* **About this task**
Locate and copy each line in the data that contains the word "rebuilt".

──────── Supplied material ────────

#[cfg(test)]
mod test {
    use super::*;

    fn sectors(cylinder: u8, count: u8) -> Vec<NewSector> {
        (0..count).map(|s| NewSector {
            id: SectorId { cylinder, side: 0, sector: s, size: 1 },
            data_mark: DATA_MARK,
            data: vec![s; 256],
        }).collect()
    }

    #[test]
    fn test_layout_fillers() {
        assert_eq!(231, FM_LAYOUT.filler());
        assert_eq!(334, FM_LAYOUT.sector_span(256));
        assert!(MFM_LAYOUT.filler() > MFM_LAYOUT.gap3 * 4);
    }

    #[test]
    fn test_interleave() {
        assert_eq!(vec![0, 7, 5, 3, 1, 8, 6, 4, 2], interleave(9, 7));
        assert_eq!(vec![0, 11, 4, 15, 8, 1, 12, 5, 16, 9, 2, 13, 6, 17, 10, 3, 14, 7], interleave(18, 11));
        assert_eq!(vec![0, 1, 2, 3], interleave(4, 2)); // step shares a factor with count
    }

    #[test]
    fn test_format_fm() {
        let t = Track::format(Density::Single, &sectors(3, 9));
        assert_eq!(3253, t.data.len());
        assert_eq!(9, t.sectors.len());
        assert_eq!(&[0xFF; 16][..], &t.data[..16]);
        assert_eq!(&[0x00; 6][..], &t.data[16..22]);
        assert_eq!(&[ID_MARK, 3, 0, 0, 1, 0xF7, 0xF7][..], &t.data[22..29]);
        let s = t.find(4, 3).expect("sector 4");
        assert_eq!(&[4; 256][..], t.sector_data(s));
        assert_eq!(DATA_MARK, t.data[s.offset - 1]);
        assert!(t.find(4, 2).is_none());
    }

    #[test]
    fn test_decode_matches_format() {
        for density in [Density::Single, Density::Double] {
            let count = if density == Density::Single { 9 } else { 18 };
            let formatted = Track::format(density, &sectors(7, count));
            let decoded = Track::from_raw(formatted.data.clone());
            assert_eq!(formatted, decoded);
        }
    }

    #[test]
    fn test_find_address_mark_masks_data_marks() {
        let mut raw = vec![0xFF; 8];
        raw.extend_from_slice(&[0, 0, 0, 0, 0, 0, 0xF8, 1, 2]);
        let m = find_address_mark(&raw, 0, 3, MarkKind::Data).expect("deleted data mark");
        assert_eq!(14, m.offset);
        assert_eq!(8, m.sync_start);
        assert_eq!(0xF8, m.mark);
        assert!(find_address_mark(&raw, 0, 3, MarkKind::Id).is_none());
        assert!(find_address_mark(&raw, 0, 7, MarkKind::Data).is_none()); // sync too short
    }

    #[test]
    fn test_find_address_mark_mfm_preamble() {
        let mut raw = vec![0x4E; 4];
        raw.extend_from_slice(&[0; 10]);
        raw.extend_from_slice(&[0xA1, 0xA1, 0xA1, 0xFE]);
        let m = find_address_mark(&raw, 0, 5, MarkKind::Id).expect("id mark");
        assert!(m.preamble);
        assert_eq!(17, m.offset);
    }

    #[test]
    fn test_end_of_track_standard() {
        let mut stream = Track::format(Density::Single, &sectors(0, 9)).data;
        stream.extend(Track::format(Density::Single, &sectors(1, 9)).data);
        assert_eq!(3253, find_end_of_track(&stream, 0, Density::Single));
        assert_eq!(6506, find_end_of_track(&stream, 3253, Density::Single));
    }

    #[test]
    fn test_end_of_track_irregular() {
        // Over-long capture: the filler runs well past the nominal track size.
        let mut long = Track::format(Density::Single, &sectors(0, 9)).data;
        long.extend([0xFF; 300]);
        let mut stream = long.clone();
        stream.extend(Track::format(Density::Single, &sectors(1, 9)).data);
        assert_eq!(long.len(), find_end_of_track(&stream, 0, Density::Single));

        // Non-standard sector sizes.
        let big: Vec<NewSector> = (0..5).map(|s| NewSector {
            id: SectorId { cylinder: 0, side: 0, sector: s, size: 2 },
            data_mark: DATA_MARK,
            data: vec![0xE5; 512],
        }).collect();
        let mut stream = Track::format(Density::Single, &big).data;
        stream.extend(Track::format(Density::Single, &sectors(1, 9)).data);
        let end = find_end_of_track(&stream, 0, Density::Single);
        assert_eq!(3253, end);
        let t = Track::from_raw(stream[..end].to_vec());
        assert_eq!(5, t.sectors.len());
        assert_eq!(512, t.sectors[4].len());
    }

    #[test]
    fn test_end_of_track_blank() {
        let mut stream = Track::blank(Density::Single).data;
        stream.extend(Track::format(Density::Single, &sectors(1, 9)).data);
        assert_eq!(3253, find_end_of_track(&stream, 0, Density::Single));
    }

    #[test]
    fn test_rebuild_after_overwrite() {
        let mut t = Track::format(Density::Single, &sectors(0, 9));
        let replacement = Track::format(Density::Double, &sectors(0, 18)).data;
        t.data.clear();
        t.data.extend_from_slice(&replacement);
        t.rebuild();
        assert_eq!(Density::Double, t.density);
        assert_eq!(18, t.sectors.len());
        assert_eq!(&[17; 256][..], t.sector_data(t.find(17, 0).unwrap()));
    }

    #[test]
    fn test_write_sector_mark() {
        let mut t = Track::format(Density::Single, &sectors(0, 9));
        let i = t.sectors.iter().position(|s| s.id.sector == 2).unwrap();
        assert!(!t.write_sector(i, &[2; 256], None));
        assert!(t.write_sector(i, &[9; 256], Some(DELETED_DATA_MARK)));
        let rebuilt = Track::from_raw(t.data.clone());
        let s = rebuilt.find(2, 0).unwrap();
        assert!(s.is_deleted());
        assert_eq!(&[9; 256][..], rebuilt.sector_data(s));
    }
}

────────

* **Expected answer**
        let rebuilt = Track::from_raw(t.data.clone());
        let s = rebuilt.find(2, 0).unwrap();
        assert_eq!(&[9; 256][..], rebuilt.sector_data(s));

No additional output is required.